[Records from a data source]
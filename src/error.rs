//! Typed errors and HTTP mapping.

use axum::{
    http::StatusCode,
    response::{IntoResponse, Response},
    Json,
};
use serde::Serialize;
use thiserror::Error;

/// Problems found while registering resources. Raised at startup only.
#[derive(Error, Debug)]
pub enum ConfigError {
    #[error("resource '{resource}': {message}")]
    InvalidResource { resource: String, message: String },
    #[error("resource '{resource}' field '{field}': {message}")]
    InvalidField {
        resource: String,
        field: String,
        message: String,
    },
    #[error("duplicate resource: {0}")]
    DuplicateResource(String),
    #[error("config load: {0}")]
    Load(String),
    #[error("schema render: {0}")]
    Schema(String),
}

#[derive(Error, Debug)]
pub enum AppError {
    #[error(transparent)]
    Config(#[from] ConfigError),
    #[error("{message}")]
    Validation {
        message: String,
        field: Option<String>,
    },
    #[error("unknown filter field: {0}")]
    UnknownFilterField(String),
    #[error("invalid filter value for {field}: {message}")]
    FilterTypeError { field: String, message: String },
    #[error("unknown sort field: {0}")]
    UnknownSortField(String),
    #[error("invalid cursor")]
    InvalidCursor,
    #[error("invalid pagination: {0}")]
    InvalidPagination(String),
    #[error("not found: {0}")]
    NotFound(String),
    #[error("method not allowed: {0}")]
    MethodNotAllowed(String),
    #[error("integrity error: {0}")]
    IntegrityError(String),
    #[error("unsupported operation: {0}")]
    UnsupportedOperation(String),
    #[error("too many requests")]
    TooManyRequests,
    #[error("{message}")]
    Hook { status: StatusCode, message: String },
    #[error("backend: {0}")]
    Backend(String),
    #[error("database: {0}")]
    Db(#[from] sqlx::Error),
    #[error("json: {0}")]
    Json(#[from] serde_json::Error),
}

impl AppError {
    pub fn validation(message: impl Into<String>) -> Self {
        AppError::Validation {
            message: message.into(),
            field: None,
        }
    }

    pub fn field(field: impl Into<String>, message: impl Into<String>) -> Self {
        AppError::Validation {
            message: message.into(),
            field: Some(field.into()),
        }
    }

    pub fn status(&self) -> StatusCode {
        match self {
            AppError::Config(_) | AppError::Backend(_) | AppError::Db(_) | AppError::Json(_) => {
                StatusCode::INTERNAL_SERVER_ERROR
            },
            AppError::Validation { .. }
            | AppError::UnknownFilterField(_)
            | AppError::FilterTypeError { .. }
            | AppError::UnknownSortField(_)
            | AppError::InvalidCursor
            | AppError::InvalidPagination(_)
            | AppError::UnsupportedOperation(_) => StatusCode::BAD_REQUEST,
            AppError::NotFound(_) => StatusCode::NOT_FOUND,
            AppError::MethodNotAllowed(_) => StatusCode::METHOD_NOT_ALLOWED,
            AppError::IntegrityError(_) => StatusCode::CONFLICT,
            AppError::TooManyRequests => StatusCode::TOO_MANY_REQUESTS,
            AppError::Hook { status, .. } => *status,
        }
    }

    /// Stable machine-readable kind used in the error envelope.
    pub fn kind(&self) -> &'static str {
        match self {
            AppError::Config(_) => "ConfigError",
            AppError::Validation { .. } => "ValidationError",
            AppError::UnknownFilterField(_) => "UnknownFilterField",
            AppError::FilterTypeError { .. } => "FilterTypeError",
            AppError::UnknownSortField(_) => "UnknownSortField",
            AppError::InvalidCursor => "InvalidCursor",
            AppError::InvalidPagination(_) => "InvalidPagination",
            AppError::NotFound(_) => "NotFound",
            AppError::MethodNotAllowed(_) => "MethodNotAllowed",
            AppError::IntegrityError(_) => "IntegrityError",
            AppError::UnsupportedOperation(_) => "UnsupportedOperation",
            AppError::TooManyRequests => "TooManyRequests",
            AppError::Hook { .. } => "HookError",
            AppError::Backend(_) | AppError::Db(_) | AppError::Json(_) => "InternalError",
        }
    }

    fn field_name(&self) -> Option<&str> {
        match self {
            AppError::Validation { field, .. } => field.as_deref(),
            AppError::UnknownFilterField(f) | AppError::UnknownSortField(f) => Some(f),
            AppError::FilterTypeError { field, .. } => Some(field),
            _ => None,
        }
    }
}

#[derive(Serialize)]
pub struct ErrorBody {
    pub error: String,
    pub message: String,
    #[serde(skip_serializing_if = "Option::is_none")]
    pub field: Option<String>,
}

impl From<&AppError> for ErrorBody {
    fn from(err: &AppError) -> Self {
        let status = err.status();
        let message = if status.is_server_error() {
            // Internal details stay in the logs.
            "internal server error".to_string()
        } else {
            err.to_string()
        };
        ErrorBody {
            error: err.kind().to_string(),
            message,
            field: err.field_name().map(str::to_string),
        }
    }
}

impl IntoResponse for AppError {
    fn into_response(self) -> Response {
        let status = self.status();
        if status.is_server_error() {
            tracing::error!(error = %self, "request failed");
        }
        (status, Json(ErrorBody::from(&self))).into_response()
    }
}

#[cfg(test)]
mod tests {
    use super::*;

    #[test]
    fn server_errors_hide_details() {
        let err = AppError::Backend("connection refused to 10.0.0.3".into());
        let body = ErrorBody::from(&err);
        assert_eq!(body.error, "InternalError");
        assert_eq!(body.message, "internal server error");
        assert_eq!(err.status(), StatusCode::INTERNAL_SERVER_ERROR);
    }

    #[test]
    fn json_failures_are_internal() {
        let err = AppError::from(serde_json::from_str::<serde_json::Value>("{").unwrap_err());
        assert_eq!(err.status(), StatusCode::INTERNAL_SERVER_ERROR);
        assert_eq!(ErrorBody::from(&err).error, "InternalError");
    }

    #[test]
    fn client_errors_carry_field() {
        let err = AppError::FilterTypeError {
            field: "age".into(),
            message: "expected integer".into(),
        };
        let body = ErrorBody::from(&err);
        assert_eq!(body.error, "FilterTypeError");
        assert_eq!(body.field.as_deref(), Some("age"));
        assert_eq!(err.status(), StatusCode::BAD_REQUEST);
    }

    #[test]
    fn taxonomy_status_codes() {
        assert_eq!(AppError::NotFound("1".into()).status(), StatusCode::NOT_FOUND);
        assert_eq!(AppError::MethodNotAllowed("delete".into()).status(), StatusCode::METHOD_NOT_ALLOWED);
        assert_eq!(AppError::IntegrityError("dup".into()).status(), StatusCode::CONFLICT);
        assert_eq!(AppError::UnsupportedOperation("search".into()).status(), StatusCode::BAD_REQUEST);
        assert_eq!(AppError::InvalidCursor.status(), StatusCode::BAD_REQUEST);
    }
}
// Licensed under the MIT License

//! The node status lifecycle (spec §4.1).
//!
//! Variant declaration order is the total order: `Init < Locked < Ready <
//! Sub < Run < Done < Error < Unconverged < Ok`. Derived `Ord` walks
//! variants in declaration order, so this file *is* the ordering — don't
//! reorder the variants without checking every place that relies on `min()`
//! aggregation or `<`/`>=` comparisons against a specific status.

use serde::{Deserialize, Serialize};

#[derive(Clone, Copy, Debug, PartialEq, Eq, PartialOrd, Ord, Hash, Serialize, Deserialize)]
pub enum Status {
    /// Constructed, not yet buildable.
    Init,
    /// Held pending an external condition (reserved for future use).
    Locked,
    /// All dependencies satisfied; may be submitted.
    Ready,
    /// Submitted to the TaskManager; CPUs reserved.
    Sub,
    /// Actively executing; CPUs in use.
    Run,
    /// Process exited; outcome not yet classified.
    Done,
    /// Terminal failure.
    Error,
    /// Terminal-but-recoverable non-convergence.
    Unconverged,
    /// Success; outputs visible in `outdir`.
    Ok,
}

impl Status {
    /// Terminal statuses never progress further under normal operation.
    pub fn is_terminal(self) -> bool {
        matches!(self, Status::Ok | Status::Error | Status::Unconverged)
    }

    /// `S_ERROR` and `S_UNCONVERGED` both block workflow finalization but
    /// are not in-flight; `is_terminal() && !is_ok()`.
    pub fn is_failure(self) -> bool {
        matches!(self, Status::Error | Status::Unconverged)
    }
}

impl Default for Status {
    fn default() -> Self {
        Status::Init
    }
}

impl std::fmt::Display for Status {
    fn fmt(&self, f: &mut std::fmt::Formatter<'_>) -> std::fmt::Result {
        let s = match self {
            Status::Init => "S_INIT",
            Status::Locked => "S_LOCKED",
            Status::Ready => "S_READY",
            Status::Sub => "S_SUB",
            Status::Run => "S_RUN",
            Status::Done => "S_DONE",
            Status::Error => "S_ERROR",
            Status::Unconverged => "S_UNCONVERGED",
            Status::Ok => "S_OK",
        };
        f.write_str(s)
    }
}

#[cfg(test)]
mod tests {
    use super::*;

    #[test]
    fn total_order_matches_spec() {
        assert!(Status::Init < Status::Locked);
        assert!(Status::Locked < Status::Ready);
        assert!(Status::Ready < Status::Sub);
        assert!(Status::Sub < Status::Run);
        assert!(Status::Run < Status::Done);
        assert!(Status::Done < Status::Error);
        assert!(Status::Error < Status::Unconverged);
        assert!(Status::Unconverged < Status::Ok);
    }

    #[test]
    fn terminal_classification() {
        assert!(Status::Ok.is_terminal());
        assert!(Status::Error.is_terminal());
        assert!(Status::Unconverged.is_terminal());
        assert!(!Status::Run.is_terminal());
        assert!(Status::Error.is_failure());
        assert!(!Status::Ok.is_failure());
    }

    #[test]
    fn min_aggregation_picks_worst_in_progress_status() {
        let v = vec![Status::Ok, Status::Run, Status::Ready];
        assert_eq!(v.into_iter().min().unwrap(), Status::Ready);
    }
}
--
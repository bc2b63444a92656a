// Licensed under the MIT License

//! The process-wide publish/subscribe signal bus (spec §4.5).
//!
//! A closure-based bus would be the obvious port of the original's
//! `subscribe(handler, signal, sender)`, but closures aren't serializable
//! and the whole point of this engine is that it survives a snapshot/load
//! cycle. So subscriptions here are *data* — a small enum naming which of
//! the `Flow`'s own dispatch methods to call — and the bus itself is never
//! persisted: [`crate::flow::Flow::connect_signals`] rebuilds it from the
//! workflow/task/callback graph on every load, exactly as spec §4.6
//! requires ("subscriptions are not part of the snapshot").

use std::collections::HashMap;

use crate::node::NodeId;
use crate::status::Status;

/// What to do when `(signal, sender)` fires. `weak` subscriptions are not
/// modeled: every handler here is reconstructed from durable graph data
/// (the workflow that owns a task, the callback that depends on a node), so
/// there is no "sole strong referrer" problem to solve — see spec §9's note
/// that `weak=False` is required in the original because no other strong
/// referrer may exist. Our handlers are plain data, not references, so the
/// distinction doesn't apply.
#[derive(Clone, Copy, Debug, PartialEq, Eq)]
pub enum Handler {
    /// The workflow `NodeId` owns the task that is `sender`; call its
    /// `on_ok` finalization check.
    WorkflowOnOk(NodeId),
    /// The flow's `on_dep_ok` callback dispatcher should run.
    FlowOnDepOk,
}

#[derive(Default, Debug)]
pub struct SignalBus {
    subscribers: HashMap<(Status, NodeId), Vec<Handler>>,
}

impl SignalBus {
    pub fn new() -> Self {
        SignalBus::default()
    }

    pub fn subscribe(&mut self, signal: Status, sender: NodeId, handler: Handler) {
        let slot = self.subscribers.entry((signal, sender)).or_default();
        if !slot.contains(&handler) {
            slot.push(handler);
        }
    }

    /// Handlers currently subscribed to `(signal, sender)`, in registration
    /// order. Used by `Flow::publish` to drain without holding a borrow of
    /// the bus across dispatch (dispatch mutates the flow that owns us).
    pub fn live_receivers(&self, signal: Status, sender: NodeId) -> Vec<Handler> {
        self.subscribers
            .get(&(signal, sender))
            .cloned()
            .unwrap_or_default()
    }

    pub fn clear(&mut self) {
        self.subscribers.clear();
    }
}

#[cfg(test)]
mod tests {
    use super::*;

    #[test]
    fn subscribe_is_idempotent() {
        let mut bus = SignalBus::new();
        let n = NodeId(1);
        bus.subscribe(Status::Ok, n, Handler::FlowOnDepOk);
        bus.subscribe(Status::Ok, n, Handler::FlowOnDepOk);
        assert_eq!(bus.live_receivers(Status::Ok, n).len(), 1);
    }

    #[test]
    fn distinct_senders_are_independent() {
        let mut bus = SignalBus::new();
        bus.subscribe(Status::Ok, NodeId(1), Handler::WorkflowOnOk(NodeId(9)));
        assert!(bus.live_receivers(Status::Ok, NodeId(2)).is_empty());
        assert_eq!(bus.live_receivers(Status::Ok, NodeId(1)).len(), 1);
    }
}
...
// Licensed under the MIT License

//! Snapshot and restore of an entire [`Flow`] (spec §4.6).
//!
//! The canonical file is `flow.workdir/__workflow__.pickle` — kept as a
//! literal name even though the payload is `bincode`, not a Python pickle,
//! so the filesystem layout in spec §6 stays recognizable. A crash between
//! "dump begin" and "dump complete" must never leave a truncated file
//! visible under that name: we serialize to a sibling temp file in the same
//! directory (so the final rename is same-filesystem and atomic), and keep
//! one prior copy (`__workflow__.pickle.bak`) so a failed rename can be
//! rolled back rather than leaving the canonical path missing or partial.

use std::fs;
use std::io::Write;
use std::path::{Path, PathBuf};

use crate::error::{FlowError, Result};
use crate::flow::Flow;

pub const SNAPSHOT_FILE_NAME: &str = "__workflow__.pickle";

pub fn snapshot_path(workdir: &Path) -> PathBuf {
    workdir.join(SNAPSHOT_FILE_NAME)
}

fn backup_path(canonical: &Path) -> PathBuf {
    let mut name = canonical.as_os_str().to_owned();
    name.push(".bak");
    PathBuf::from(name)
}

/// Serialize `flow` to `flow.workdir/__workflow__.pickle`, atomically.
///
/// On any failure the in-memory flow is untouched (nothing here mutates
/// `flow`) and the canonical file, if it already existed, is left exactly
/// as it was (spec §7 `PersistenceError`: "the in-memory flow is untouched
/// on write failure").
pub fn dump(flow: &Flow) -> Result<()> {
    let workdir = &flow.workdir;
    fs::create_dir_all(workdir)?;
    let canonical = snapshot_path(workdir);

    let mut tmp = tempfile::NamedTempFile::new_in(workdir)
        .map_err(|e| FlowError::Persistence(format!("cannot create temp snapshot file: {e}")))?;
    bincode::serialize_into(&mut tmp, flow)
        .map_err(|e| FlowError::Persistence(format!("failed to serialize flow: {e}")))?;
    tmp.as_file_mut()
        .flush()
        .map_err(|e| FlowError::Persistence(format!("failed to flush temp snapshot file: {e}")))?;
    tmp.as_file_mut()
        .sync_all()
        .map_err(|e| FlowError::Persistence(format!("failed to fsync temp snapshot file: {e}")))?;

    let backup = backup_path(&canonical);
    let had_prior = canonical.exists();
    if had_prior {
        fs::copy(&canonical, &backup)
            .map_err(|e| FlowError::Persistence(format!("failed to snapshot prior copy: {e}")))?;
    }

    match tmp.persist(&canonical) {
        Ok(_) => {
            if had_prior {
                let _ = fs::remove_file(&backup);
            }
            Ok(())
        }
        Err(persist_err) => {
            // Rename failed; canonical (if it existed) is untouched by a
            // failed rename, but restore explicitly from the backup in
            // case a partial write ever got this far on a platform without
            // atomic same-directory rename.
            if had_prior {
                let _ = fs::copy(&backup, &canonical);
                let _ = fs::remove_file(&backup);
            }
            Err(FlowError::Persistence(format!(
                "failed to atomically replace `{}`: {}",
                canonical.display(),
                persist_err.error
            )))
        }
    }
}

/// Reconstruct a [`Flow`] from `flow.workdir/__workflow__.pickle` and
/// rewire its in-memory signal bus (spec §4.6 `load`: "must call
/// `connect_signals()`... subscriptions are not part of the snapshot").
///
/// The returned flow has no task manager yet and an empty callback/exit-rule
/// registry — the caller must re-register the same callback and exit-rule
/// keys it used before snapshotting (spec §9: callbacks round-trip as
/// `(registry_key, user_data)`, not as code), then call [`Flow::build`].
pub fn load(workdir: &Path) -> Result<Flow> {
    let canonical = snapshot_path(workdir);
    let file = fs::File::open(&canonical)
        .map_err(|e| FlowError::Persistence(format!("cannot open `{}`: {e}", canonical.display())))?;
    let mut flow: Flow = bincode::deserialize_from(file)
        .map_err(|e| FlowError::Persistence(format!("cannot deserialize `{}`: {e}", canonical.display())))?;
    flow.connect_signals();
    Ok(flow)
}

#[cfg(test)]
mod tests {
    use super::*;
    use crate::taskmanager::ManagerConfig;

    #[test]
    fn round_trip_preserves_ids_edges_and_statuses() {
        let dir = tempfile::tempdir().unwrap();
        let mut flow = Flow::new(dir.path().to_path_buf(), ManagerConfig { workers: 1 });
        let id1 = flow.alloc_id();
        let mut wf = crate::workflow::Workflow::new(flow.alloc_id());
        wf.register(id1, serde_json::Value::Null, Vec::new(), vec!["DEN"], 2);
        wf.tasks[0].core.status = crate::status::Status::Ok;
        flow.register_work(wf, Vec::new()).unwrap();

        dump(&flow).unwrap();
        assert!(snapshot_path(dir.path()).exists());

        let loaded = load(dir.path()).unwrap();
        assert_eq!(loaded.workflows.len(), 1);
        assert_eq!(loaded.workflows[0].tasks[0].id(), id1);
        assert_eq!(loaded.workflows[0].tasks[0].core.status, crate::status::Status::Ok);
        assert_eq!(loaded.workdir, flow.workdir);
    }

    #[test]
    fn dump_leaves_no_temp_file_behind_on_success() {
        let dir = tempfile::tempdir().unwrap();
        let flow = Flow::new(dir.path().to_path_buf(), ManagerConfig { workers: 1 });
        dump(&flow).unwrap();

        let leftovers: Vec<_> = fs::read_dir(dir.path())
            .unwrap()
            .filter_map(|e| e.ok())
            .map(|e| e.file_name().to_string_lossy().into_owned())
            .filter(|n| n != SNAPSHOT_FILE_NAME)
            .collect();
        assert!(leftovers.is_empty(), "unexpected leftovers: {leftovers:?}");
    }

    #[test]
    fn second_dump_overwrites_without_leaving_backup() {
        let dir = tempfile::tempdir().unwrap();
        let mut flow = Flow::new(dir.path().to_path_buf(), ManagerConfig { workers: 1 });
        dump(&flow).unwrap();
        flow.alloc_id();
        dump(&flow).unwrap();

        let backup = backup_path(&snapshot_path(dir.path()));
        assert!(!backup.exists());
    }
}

▸ Problem to solve: Across the entries, how many lines contain "InternalError"? Reply with the number only.

▸ Task result: 3